Would you please transcribe, exactly as written, the lines of the entries below starting at the one that holds "use base64::engine::general_purpose::STANDARD as" and ending at the one that holds "use std::future::Future;", both included?

*****

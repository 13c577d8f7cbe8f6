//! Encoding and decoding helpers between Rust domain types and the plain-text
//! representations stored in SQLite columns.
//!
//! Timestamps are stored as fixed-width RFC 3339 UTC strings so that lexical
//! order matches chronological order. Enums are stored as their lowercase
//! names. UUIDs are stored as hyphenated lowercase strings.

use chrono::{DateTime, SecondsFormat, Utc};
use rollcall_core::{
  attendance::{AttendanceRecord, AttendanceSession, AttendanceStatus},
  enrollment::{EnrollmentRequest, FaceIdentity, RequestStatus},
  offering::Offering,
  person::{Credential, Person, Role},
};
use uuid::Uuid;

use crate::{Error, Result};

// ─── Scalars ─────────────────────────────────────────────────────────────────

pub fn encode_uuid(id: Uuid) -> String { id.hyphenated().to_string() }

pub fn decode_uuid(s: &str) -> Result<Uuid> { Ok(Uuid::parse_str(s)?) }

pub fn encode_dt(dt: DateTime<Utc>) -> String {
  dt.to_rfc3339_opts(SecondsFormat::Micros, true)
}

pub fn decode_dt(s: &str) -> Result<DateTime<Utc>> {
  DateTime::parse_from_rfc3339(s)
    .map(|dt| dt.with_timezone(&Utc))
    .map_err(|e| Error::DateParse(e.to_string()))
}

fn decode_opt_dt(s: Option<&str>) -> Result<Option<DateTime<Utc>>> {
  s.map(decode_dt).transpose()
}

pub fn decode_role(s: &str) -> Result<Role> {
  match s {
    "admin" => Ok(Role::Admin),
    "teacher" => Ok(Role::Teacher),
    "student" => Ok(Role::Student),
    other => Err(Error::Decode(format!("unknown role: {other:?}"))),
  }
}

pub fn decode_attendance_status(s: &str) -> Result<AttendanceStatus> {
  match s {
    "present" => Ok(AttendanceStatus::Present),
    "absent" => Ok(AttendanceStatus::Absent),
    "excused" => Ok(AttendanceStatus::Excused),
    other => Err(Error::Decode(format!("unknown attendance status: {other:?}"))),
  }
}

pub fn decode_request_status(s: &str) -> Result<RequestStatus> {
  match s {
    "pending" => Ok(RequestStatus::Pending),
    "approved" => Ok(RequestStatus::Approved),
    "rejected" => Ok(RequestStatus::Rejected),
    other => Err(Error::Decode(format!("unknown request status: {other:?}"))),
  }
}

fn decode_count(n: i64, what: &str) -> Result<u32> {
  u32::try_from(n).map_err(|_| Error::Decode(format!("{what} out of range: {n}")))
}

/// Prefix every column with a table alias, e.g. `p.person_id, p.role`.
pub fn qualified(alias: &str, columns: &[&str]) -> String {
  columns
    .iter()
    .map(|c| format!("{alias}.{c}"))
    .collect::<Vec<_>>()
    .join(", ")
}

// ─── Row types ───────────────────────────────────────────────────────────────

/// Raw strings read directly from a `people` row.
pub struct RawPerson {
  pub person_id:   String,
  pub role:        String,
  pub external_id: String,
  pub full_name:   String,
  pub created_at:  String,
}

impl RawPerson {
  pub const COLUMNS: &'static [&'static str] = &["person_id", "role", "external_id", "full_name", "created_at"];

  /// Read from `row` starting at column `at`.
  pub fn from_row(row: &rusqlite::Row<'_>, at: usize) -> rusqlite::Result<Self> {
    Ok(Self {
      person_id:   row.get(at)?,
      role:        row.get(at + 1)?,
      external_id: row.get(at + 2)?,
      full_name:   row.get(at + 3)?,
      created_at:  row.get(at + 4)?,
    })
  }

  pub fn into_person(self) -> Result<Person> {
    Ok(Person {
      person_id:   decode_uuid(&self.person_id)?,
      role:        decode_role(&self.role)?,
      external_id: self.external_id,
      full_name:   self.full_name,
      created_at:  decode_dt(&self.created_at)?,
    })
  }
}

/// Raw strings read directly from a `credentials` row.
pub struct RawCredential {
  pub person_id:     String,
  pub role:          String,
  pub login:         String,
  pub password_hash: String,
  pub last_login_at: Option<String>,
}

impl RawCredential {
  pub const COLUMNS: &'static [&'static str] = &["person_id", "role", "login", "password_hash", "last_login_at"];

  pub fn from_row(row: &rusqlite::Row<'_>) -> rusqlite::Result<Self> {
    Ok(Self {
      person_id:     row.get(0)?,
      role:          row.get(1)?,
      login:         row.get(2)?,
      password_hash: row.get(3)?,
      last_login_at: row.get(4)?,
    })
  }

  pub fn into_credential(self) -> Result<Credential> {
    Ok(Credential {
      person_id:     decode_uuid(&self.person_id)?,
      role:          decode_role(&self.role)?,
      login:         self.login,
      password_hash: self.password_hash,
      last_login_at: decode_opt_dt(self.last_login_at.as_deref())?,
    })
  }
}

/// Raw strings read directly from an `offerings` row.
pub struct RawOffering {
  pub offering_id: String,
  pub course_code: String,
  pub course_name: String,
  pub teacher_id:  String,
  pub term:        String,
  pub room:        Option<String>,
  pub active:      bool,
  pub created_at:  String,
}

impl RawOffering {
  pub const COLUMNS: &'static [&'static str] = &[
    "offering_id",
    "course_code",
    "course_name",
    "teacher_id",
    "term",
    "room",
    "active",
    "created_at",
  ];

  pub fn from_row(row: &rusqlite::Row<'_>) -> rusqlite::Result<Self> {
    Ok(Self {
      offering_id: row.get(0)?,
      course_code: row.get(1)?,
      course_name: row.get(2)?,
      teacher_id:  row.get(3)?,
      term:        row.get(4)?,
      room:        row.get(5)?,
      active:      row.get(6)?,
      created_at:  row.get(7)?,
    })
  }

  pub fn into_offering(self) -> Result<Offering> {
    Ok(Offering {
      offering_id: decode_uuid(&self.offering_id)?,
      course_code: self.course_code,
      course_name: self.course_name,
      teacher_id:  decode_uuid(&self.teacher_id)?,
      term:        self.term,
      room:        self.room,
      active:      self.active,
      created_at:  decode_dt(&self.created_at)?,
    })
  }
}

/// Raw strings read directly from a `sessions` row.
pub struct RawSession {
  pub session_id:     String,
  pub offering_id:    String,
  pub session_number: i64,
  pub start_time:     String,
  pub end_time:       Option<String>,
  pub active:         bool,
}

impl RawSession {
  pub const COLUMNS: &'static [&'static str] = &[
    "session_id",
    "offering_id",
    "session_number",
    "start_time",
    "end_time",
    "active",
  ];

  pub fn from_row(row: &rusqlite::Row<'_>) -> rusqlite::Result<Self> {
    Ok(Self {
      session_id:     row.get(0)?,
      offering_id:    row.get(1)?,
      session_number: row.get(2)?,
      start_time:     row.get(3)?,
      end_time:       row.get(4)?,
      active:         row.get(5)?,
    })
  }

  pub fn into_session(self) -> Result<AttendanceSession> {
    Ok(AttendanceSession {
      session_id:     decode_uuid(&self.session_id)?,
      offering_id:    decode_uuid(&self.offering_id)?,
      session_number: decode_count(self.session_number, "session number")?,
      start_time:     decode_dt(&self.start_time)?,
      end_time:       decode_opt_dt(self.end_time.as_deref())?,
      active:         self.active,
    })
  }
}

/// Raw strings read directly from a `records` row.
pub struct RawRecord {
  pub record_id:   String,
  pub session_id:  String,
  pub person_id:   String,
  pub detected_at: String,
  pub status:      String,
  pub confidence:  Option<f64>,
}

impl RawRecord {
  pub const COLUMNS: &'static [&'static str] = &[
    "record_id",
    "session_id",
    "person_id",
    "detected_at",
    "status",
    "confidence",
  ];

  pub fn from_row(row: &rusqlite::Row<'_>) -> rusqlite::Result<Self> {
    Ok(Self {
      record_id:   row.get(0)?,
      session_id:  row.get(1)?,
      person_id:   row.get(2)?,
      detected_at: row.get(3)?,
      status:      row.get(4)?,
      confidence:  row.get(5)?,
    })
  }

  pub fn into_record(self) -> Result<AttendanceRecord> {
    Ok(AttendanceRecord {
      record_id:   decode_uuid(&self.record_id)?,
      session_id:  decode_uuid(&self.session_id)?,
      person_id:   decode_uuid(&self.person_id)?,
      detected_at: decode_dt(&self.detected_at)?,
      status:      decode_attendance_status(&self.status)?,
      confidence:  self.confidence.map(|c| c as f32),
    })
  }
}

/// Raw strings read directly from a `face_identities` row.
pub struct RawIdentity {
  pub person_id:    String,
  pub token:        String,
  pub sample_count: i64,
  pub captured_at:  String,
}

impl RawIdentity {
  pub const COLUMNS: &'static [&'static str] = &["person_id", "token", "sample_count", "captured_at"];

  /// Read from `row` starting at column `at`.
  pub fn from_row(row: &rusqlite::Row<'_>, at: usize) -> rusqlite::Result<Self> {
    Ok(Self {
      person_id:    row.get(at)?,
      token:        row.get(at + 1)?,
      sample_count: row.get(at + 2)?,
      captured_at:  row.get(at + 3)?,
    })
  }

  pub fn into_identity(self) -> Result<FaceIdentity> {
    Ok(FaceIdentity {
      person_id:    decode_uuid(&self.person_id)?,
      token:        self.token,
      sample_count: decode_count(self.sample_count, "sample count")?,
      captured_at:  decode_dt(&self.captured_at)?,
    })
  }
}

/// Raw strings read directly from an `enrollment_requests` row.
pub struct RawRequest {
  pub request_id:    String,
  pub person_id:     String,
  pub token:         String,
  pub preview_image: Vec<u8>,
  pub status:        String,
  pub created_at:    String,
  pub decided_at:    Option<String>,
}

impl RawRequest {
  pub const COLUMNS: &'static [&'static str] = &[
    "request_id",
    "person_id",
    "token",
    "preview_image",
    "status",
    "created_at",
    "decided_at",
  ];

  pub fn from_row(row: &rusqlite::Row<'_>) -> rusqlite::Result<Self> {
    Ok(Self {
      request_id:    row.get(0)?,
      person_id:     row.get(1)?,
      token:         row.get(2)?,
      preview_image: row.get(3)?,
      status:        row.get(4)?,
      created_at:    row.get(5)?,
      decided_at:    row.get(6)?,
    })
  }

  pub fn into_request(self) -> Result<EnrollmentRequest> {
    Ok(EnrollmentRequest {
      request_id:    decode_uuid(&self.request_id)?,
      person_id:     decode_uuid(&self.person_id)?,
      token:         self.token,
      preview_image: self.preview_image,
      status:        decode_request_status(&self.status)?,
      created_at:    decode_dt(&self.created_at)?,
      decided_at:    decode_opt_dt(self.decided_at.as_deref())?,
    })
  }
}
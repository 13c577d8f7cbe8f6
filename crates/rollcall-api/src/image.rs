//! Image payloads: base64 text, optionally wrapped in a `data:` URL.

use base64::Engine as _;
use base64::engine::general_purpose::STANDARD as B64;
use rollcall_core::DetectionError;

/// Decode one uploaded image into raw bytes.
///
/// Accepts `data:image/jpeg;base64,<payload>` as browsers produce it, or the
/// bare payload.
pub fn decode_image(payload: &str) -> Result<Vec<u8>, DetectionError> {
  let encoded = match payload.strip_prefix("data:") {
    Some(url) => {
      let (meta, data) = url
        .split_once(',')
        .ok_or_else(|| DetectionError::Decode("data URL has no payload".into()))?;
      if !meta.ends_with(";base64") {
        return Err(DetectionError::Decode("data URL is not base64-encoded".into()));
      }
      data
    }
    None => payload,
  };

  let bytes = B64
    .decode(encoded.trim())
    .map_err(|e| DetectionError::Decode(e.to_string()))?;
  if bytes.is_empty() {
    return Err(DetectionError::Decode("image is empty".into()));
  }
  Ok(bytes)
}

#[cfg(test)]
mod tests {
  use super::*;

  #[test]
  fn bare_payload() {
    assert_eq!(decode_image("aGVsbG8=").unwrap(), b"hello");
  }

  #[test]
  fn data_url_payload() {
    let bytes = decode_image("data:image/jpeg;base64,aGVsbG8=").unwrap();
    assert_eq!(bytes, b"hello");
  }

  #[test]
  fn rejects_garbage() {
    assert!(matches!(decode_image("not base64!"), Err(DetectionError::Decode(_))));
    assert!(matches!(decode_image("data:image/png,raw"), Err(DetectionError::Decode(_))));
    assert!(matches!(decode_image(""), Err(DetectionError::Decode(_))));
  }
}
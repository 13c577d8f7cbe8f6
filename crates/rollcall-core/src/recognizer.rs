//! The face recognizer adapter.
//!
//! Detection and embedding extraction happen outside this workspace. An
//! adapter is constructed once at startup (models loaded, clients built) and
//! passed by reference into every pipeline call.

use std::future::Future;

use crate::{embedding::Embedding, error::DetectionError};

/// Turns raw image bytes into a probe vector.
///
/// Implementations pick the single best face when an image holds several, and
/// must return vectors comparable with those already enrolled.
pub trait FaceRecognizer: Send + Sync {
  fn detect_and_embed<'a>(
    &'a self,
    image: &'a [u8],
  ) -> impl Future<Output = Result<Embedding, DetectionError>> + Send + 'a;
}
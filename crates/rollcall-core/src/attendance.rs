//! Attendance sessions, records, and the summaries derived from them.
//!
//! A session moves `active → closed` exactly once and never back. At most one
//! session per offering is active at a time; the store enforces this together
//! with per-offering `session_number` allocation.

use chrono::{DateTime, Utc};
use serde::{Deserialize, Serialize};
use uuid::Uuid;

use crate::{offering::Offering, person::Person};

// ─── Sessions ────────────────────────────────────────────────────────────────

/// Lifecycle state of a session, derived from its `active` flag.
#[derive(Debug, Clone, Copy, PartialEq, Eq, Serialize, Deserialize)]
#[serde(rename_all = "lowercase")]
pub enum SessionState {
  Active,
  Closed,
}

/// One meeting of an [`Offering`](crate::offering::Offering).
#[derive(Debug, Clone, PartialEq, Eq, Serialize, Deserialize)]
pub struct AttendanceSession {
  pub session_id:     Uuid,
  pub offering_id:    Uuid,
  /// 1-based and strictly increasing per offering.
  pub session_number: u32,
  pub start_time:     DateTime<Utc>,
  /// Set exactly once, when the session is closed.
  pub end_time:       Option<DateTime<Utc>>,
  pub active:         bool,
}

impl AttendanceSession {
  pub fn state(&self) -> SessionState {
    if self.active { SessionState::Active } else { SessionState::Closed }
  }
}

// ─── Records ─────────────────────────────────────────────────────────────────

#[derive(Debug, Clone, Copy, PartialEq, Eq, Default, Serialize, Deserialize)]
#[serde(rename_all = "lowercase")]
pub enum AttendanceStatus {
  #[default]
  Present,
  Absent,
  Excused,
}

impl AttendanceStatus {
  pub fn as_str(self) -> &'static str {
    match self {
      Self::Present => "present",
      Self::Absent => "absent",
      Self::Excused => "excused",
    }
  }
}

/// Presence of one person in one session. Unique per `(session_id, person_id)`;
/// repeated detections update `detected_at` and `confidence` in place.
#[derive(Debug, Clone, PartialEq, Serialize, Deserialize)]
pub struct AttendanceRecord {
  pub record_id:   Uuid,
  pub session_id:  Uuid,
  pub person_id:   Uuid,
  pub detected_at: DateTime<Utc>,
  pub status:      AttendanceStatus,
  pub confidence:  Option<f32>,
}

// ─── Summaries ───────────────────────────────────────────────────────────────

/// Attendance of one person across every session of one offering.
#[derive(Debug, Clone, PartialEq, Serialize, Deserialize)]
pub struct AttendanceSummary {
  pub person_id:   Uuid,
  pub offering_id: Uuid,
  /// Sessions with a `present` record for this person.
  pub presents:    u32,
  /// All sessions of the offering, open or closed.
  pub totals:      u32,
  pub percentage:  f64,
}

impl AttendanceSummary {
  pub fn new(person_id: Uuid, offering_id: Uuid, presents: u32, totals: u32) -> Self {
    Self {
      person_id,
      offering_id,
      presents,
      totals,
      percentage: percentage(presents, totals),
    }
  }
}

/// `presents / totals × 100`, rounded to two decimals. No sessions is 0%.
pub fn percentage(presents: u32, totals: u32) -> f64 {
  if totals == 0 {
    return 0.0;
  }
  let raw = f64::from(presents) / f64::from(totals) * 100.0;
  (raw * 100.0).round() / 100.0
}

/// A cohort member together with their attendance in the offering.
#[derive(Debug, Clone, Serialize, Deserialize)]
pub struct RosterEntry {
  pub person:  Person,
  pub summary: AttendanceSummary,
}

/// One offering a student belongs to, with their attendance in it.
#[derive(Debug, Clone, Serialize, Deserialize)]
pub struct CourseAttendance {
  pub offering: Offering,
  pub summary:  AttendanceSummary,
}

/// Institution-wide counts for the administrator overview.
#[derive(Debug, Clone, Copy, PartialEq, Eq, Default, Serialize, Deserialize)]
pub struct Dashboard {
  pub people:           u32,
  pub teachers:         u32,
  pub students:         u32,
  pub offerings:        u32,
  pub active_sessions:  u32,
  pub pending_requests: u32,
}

*****

### WRITTEN SOLUTION
use base64::engine::general_purpose::STANDARD as B64;
use rollcall_core::DetectionError;

/// Decode one uploaded image into raw bytes.
///
/// Accepts `data:image/jpeg;base64,<payload>` as browsers produce it, or the
/// bare payload.
pub fn decode_image(payload: &str) -> Result<Vec<u8>, DetectionError> {
  let encoded = match payload.strip_prefix("data:") {
    Some(url) => {
      let (meta, data) = url
        .split_once(',')
        .ok_or_else(|| DetectionError::Decode("data URL has no payload".into()))?;
      if !meta.ends_with(";base64") {
        return Err(DetectionError::Decode("data URL is not base64-encoded".into()));
      }
      data
    }
    None => payload,
  };

  let bytes = B64
    .decode(encoded.trim())
    .map_err(|e| DetectionError::Decode(e.to_string()))?;
  if bytes.is_empty() {
    return Err(DetectionError::Decode("image is empty".into()));
  }
  Ok(bytes)
}

#[cfg(test)]
mod tests {
  use super::*;

  #[test]
  fn bare_payload() {
    assert_eq!(decode_image("aGVsbG8=").unwrap(), b"hello");
  }

  #[test]
  fn data_url_payload() {
    let bytes = decode_image("data:image/jpeg;base64,aGVsbG8=").unwrap();
    assert_eq!(bytes, b"hello");
  }

  #[test]
  fn rejects_garbage() {
    assert!(matches!(decode_image("not base64!"), Err(DetectionError::Decode(_))));
    assert!(matches!(decode_image("data:image/png,raw"), Err(DetectionError::Decode(_))));
    assert!(matches!(decode_image(""), Err(DetectionError::Decode(_))));
  }
}
repository 13c577d8f7cbe8f6
filename crates/rollcall-core/src/recognizer.rs
//! The face recognizer adapter.
//!
//! Detection and embedding extraction happen outside this workspace. An
//! adapter is constructed once at startup (models loaded, clients built) and
//! passed by reference into every pipeline call.

use std::future::Future;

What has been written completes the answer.